Он просто не мог себе представить, что бы с ним было, если б смерть скосила всю семью. То, что Элизабет и младший мальчик остались живы, было не то чтобы облегчением — ибо от боли в груди не было облегчения ни на минуту, — и не радостью — ибо само слово «радость» не вязалось с ужасом и опустошенностью души, но по крайней мере некой опорой, призывом, оправданием для того, чтобы самому жить, дышать и мучиться дальше. «И вот, большой ветер пришел от пустыни и охватил четыре угла дома, и дом упал на отроков, и они умерли… Тогда Иов встал и разодрал верхнюю одежду свою, остриг голову свою и пал на землю…»
Кэтрин впустила их в дом и, при виде Лилберна, снова закрылась фартуком, заплакала. Стражники, потоптавшись на пороге, остались в кухне. Черная кровать и черные покрывала были убраны из столовой, за ними уже в день похорон приходили бедные соседи из дома напротив. Смерть не спешила покидать тесные улочки Саутварка. Пыль лежала на занавесках, на стульях, на засохшей хлебной корке в нише буфета, на склянках с микстурами, и нестираная скатерть зияла ржавыми пятнами.

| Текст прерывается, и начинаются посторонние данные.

//! Time window resolution
//!
//! Turns a period class into the lookback boundary of a query. The boundary
//! is always a whole-unit edge, so the first bucket of a result is never a
//! partial period. The current, still running bucket is included.

use chrono::{DateTime, Utc};
use egress_config::PeriodRule;

use crate::period::PeriodClass;

/// A resolved lookback window for one period class
#[derive(Debug, Clone, Copy, PartialEq, Eq)]
pub struct TimeWindow {
    /// Period class the window was resolved for
    pub period: PeriodClass,
    /// Inclusive lower boundary (bucket-aligned)
    pub boundary: DateTime<Utc>,
    /// Start of the current (in-progress) bucket
    pub current: DateTime<Utc>,
    /// Default visible-window offset (negative, from the end)
    pub window_offset: i32,
}

impl TimeWindow {
    /// Resolve the window ending now
    pub fn resolve(period: PeriodClass, rule: &PeriodRule) -> Self {
        Self::resolve_at(period, rule, Utc::now())
    }

    /// Resolve the window ending at `now`
    ///
    /// `boundary = truncate(now) - lookback units`, which is
    /// `truncate(now) - (horizon - 1) units` with the current bucket counted.
    pub fn resolve_at(period: PeriodClass, rule: &PeriodRule, now: DateTime<Utc>) -> Self {
        let current = period.truncate(now);
        let boundary = period.step_back(current, rule.lookback);

        Self {
            period,
            boundary,
            current,
            window_offset: rule.window_offset,
        }
    }

    /// Bucket a timestamp falls into
    pub fn bucket_of(&self, ts: DateTime<Utc>) -> DateTime<Utc> {
        self.period.truncate(ts)
    }

    /// Whether a timestamp is inside the lookback window
    pub fn contains(&self, ts: DateTime<Utc>) -> bool {
        ts >= self.boundary
    }
}
//! Command implementations for the egress CLI
//!
//! Every command loads the same configuration: pipeline settings from the
//! whole file and the backend from its `[query]` section.

pub mod chart;
pub mod dashboard;
pub mod explain;
pub mod namespaces;
pub mod output;

use std::path::{Path, PathBuf};
use std::str::FromStr;
use std::sync::Arc;

use anyhow::{Context, Result};
use chrono::{DateTime, Utc};
use clap::Args;
use egress_analytics::{AccessEngine, AnalyticsError, PeriodClass, Selection, Settings};
use egress_config::Config;
use egress_query::{ObjectSet, QueryConfig, QueryEngine, ResolvedQueryConfig};

/// Paths searched when `--config` is not given
const DEFAULT_CONFIG_PATHS: [&str; 2] = ["configs/egress.toml", "egress.toml"];

/// Selection arguments shared by all commands
#[derive(Args, Debug, Clone)]
pub struct SelectionArgs {
    /// Period class (hourly, daily, monthly)
    #[arg(short, long, default_value = "daily")]
    pub period: String,

    /// Environment (defaults to the first configured environment)
    #[arg(short, long)]
    pub env: Option<String>,

    /// Pin "now" for reproducible output (RFC 3339)
    #[arg(long, value_name = "TIMESTAMP")]
    pub as_of: Option<String>,
}

impl SelectionArgs {
    /// Build a selection for an object set
    pub fn selection(&self, settings: &Settings, object_set: ObjectSet) -> Result<Selection> {
        let period = PeriodClass::parse(&self.period)?;

        let environment = match &self.env {
            Some(env) => env.clone(),
            None => settings
                .filters
                .environments
                .first()
                .cloned()
                .context("no environments configured")?,
        };

        let mut selection = Selection::new(period, environment).with_object_set(object_set);
        if let Some(as_of) = &self.as_of {
            selection = selection.with_as_of(parse_as_of(as_of)?);
        }

        Ok(selection)
    }
}

/// Parse an object set name (base, underlying, direct)
pub fn parse_object_set(s: &str) -> Result<ObjectSet> {
    Ok(ObjectSet::from_str(s).map_err(AnalyticsError::from)?)
}

/// Parse an RFC 3339 timestamp
fn parse_as_of(s: &str) -> Result<DateTime<Utc>> {
    DateTime::parse_from_rfc3339(s)
        .map(|ts| ts.with_timezone(&Utc))
        .with_context(|| format!("invalid --as-of timestamp: {}", s))
}

/// Loaded configuration for one command run
pub struct Runtime {
    /// Pipeline settings
    pub settings: Arc<Settings>,
    /// Backend connection
    pub query: ResolvedQueryConfig,
}

impl Runtime {
    /// Load configuration from an explicit path or the default locations
    pub fn load(config_path: Option<&Path>) -> Result<Self> {
        match find_config(config_path)? {
            Some(path) => Self::from_path(&path),
            None => Self::from_parts(&Config::default(), ResolvedQueryConfig::default()),
        }
    }

    /// Load configuration from a file
    fn from_path(path: &Path) -> Result<Self> {
        let config = Config::from_file(path)
            .with_context(|| format!("failed to load config: {}", path.display()))?;
        let query = load_query_config(path)?;
        Self::from_parts(&config, query)
    }

    fn from_parts(config: &Config, query: ResolvedQueryConfig) -> Result<Self> {
        let settings = Settings::from_config(config).context("invalid pipeline settings")?;
        Ok(Self {
            settings: Arc::new(settings),
            query,
        })
    }

    /// Build the access engine over the configured backend
    pub fn engine(&self) -> Result<AccessEngine> {
        let backend = QueryEngine::from_resolved_config(&self.query)
            .context("failed to create query engine")?;
        Ok(AccessEngine::new(Arc::new(backend), Arc::clone(&self.settings)))
    }
}

/// Resolve which config file to use, if any
fn find_config(config_path: Option<&Path>) -> Result<Option<PathBuf>> {
    if let Some(path) = config_path {
        if path.exists() {
            return Ok(Some(path.to_path_buf()));
        }
        return Err(anyhow::anyhow!("config file not found: {}", path.display()));
    }

    Ok(DEFAULT_CONFIG_PATHS
        .iter()
        .map(PathBuf::from)
        .find(|path| path.exists()))
}

/// Read the `[query]` section of a config file
fn load_query_config(path: &Path) -> Result<ResolvedQueryConfig> {
    let content = std::fs::read_to_string(path)
        .with_context(|| format!("failed to read config file: {}", path.display()))?;

    let toml_value: toml::Value = toml::from_str(&content)
        .with_context(|| format!("failed to parse config file: {}", path.display()))?;

    // Extract [query] section - if missing, use the local default
    let query_config: QueryConfig = match toml_value.get("query") {
        Some(section) => section
            .clone()
            .try_into()
            .context("failed to parse [query] section")?,
        None => return Ok(ResolvedQueryConfig::default()),
    };

    ResolvedQueryConfig::from_config(&query_config).context("invalid [query] section")
}
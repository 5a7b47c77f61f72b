//! Period classes
//!
//! A period class is the bucketing granularity of a chart. It decides how
//! timestamps are truncated, how far back a query looks, how x-axis labels
//! read, and where the initially visible window starts.

use std::fmt;
use std::str::FromStr;

use chrono::{DateTime, Datelike, Duration, NaiveDate, Timelike, Utc};
use egress_config::{PeriodRule, PeriodsConfig};
use serde::{Deserialize, Serialize};

use crate::error::{AnalyticsError, Result};

/// Time granularity for aggregation
#[derive(Debug, Clone, Copy, PartialEq, Eq, Hash, PartialOrd, Ord, Serialize, Deserialize)]
#[serde(rename_all = "lowercase")]
pub enum PeriodClass {
    /// Per hour
    Hourly,
    /// Per day
    Daily,
    /// Per calendar month
    Monthly,
}

impl PeriodClass {
    /// All period classes, finest first
    pub const ALL: [PeriodClass; 3] = [Self::Hourly, Self::Daily, Self::Monthly];

    /// Parse period class from string
    pub fn parse(s: &str) -> Result<Self> {
        match s.trim().to_lowercase().as_str() {
            "hourly" | "hour" | "1h" => Ok(Self::Hourly),
            "daily" | "day" | "1d" => Ok(Self::Daily),
            "monthly" | "month" => Ok(Self::Monthly),
            _ => Err(AnalyticsError::InvalidPeriod(s.to_string())),
        }
    }

    /// Configured rule for this period class
    pub fn rule<'a>(&self, periods: &'a PeriodsConfig) -> &'a PeriodRule {
        match self {
            Self::Hourly => &periods.hourly,
            Self::Daily => &periods.daily,
            Self::Monthly => &periods.monthly,
        }
    }

    /// Truncate a timestamp to the start of its bucket
    pub fn truncate(&self, ts: DateTime<Utc>) -> DateTime<Utc> {
        match self {
            Self::Hourly => ts
                .date_naive()
                .and_hms_opt(ts.hour(), 0, 0)
                .map(|t| t.and_utc())
                .unwrap_or(ts),
            Self::Daily => start_of_day(ts.date_naive()).unwrap_or(ts),
            Self::Monthly => ts
                .date_naive()
                .with_day(1)
                .and_then(start_of_day)
                .unwrap_or(ts),
        }
    }

    /// Move a bucket start back by `units` whole periods
    ///
    /// Monthly steps follow the calendar, so the result stays on a month edge.
    /// Steps past the start of the representable calendar clamp to
    /// `DateTime::<Utc>::MIN_UTC`.
    pub fn step_back(&self, bucket: DateTime<Utc>, units: u32) -> DateTime<Utc> {
        self.checked_step_back(bucket, units)
            .unwrap_or(DateTime::<Utc>::MIN_UTC)
    }

    /// Like [`step_back`](Self::step_back), `None` when the result is out of range
    pub fn checked_step_back(&self, bucket: DateTime<Utc>, units: u32) -> Option<DateTime<Utc>> {
        match self {
            Self::Hourly => bucket.checked_sub_signed(Duration::try_hours(i64::from(units))?),
            Self::Daily => bucket.checked_sub_signed(Duration::try_days(i64::from(units))?),
            Self::Monthly => {
                let months =
                    i64::from(bucket.year()) * 12 + i64::from(bucket.month0()) - i64::from(units);
                let year = i32::try_from(months.div_euclid(12)).ok()?;
                let month = months.rem_euclid(12) as u32 + 1;
                NaiveDate::from_ymd_opt(year, month, 1).and_then(start_of_day)
            }
        }
    }

    /// X-axis label for a bucket
    pub fn label(&self, bucket: DateTime<Utc>) -> String {
        match self {
            Self::Hourly => bucket.format("%Y-%m-%d %H:00").to_string(),
            Self::Daily => bucket.format("%Y-%m-%d").to_string(),
            Self::Monthly => bucket.format("%Y-%m").to_string(),
        }
    }

    /// Warehouse `DATE_TRUNC` unit
    pub fn sql_unit(&self) -> &'static str {
        match self {
            Self::Hourly => "HOUR",
            Self::Daily => "DAY",
            Self::Monthly => "MONTH",
        }
    }

    /// Display name
    pub fn as_str(&self) -> &'static str {
        match self {
            Self::Hourly => "Hourly",
            Self::Daily => "Daily",
            Self::Monthly => "Monthly",
        }
    }
}

impl FromStr for PeriodClass {
    type Err = AnalyticsError;

    fn from_str(s: &str) -> Result<Self> {
        Self::parse(s)
    }
}

impl fmt::Display for PeriodClass {
    fn fmt(&self, f: &mut fmt::Formatter<'_>) -> fmt::Result {
        f.write_str(self.as_str())
    }
}

fn start_of_day(date: NaiveDate) -> Option<DateTime<Utc>> {
    date.and_hms_opt(0, 0, 0).map(|t| t.and_utc())
}
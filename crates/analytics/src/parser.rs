//! Category parsers
//!
//! Object names encode where an object lives. Parsers pull the environment
//! and namespace out of a name and recover the bare table name within a
//! namespace. Parsers are total: a name that does not fit the pattern maps to
//! the sentinel instead of failing, so one odd object never sinks a chart.

use egress_config::ParserConfig;
use regex::Regex;

use crate::error::{AnalyticsError, Result};

/// Derives categories from object names
pub trait CategoryParser: Send + Sync {
    /// Environment of an object name, or the sentinel
    fn environment_of(&self, object_name: &str) -> String;

    /// Namespace of an object name, or the sentinel
    fn namespace_of(&self, object_name: &str) -> String;

    /// Table name with the `{namespace}_{environment}_` prefix removed
    fn strip_prefix(&self, object_name: &str, namespace: &str, environment: &str) -> String;

    /// Value returned for names that do not parse
    fn sentinel(&self) -> &str;
}

/// Regex-driven parser
///
/// The pattern's `namespace` and `environment` groups are read from the object
/// name; anything unmatched is the sentinel.
#[derive(Debug, Clone)]
pub struct PatternParser {
    pattern: Regex,
    sentinel: String,
}

impl PatternParser {
    /// Build a parser from a pattern and sentinel
    pub fn new(pattern: &str, sentinel: impl Into<String>) -> Result<Self> {
        let pattern = Regex::new(pattern)
            .map_err(|e| AnalyticsError::InvalidPattern(e.to_string()))?;

        for group in ["namespace", "environment"] {
            if !pattern.capture_names().flatten().any(|name| name == group) {
                return Err(AnalyticsError::InvalidPattern(format!(
                    "missing named group '{}'",
                    group
                )));
            }
        }

        Ok(Self {
            pattern,
            sentinel: sentinel.into(),
        })
    }

    /// Build a parser from the `[parser]` config section
    pub fn from_config(config: &ParserConfig) -> Result<Self> {
        Self::new(&config.pattern, config.sentinel.clone())
    }

    fn group(&self, object_name: &str, group: &str) -> String {
        self.pattern
            .captures(object_name)
            .and_then(|caps| caps.name(group))
            .map(|m| m.as_str().to_string())
            .filter(|s| !s.is_empty())
            .unwrap_or_else(|| self.sentinel.clone())
    }
}

impl CategoryParser for PatternParser {
    fn environment_of(&self, object_name: &str) -> String {
        self.group(object_name, "environment")
    }

    fn namespace_of(&self, object_name: &str) -> String {
        self.group(object_name, "namespace")
    }

    fn strip_prefix(&self, object_name: &str, namespace: &str, environment: &str) -> String {
        let prefix = format!("{}_{}_", namespace, environment);
        object_name.replace(&prefix, "")
    }

    fn sentinel(&self) -> &str {
        &self.sentinel
    }
}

— Сейчас я ее позову, сейчас, — бормотала Кэтрин. — Сегодня уже получше девочка моя, сама вставала, спускалась вниз. Только есть ничего почти не может. Да и у меня кусок в горло не лезет. Может, вам подать чего-нибудь? Вы ведь тоже стали как мешок костей. Полжизни, поди, на тюремных харчах. О господи, господи…
Поднимаясь по лестнице, она придерживала платье трясущимися руками и по-старушечьи щупала ступени ногой. Лилберн вдруг вспомнил, что, когда они встретились в первый раз, ей было уже за сорок. Обвисшие щеки стали желейно-вялыми и мятыми, просвечивали желтизной, как несварившееся яйцо.
Элизабет появилась наверху в черном платье и черном теплом платке, крестом повязанном на груди. Спускаясь по полутемной лестнице, она прикрывала ладонью огонек свечи. Россыпь свеже-красных щербин осталась на подбородке, на шее, на скуле. Губы посерели и усохли. При виде Лилберна она не улыбнулась, но чуть посветлела лицом, когда же он двинулся вперед, чтобы поддержать ее, замахала рукой — дальше, не подходи! Она не верила, что какая-то коровья оспа, перенесенная им в детстве, может спасти его сейчас и оградить, считала все эти разговоры деревенскими бреднями и требовала, чтобы он ни к чему в доме не прикасался.